2-Gun Action Challenge Match: SMLE vs Kar 98AZ (Video)

In this month’s 2-Gun Action Challenge Match, we decided to both run World War I rifles – Karl with a 1914/1920 Kar 98AZ and I had a 1918 no1 MkIII* SMLE. In the previous enfield/Mauser matchup the outcome was a bit indistinct, because the match did not involve much repeat fire and the Enfield had a few reliability issues. In this match, the stage layouts give the Enfield more room to exploit its faster action and larger magazine – assuming the rifle runs reliably and I can do my part.

This match was also done as a practice run for the big 2-day Tiger Valley team match coming in September, which we plan to shoot with WWI gear. Want to see more about the German Stormtroopers that Karl is studying? Check out Ricardo Cardona’s book, Sturmtruppen: WWI German Stormtroopers (1914-1918).

A few conclusions from the match…

The Enfield really does have a definitive speed advantage over the Mauser because of its smooth cock-on-opening action. Karl was running the Mauser about as fast as he thinks is feasible, and he just couldn’t keep up with me. The Mauser requires a series of discreet and definite steps to cycle (grasp bolt, rotate up, pull back, push forward, rotate down) while the Enfield can be cycled in two much more fluid motions (hand back, hand forward). While Karl has to positively hold the Mauser bolt handle to operate it, I can use the flat palm of my hand to both open and close the Enfield bolt.
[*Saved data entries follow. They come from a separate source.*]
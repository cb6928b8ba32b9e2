//! Role model and the per-request authorization decisions.
//!
//! Every privilege check in the crate goes through this module. Handlers
//! never inspect `role` themselves; they call `require_request` before
//! touching the store and `require_contribution_write` once the target
//! object is loaded.

use serde::{Deserialize, Serialize};

use crate::error::AppError;
use crate::extractors::auth::AuthUser;

/// Closed set of user roles.
#[derive(Clone, Copy, Debug, PartialEq, Eq, Serialize, Deserialize, utoipa::ToSchema)]
#[serde(rename_all = "lowercase")]
pub enum Role {
    User,
    Moderator,
    Admin,
}

/// The role assigned to self-registered users.
pub const DEFAULT_ROLE: Role = Role::User;

impl Role {
    pub fn as_str(self) -> &'static str {
        match self {
            Role::User => "user",
            Role::Moderator => "moderator",
            Role::Admin => "admin",
        }
    }

    pub fn parse(value: &str) -> Option<Role> {
        match value {
            "user" => Some(Role::User),
            "moderator" => Some(Role::Moderator),
            "admin" => Some(Role::Admin),
            _ => None,
        }
    }
}

#[derive(Clone, Copy, Debug, PartialEq, Eq)]
pub enum Access {
    Read,
    Write,
}

/// Resource classes distinguished by the policy matrix.
#[derive(Clone, Copy, Debug, PartialEq, Eq)]
pub enum Resource {
    /// Titles, genres, categories.
    Catalog,
    /// The user directory under `/users` (list, detail by username).
    UserDirectory,
    /// The authenticated user's own profile (`/users/me`).
    OwnProfile,
    /// Reviews and comments.
    Contribution,
}

fn is_admin(actor: &AuthUser) -> bool {
    actor.is_superuser || actor.role == Role::Admin
}

fn is_moderator(actor: &AuthUser) -> bool {
    actor.role == Role::Moderator
}

/// Phase one: actor/action compatibility, decided without any object lookup.
///
/// For `UserDirectory` this runs before the store is touched at all, so a
/// non-admin cannot learn whether a username exists.
pub fn request_allowed(actor: Option<&AuthUser>, access: Access, resource: Resource) -> bool {
    match resource {
        Resource::Catalog => access == Access::Read || actor.is_some_and(is_admin),
        Resource::UserDirectory => actor.is_some_and(is_admin),
        Resource::OwnProfile => actor.is_some(),
        Resource::Contribution => access == Access::Read || actor.is_some(),
    }
}

/// Phase two for reviews and comments: ownership or an elevated role.
pub fn contribution_object_allowed(actor: &AuthUser, access: Access, author_id: i32) -> bool {
    access == Access::Read
        || is_admin(actor)
        || is_moderator(actor)
        || actor.user_id == author_id
}

/// Full decision for a contribution: both phases must pass.
pub fn allowed(actor: Option<&AuthUser>, access: Access, resource: Resource, author_id: Option<i32>) -> bool {
    if !request_allowed(actor, access, resource) {
        return false;
    }
    match (resource, author_id, actor) {
        (Resource::Contribution, Some(author_id), Some(actor)) => {
            contribution_object_allowed(actor, access, author_id)
        }
        (Resource::Contribution, Some(_), None) => access == Access::Read,
        _ => true,
    }
}

pub fn require_request(
    actor: Option<&AuthUser>,
    access: Access,
    resource: Resource,
) -> Result<(), AppError> {
    if request_allowed(actor, access, resource) {
        Ok(())
    } else if actor.is_none() {
        Err(AppError::TokenMissing)
    } else {
        Err(AppError::PermissionDenied)
    }
}

pub fn require_contribution_write(actor: &AuthUser, author_id: i32) -> Result<(), AppError> {
    if contribution_object_allowed(actor, Access::Write, author_id) {
        Ok(())
    } else {
        Err(AppError::PermissionDenied)
    }
}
The magazine capacity also made a significant difference. In stage 2, for example, I scored 9 to Karl’s 7 almost entirely because he had to reload twice and I had no reload required. These may seem like obvious elements when handling the rifles in a static environment, but it is still necessary to prove them out in more field-like conditions, because those sorts of things do not always translate into real-world advantages.

We do still suspect that the Mauser probably has the advantage in running in dirty conditions – and something like rimlock poking up its ugly head can completely ruin the Enfield’s advantages.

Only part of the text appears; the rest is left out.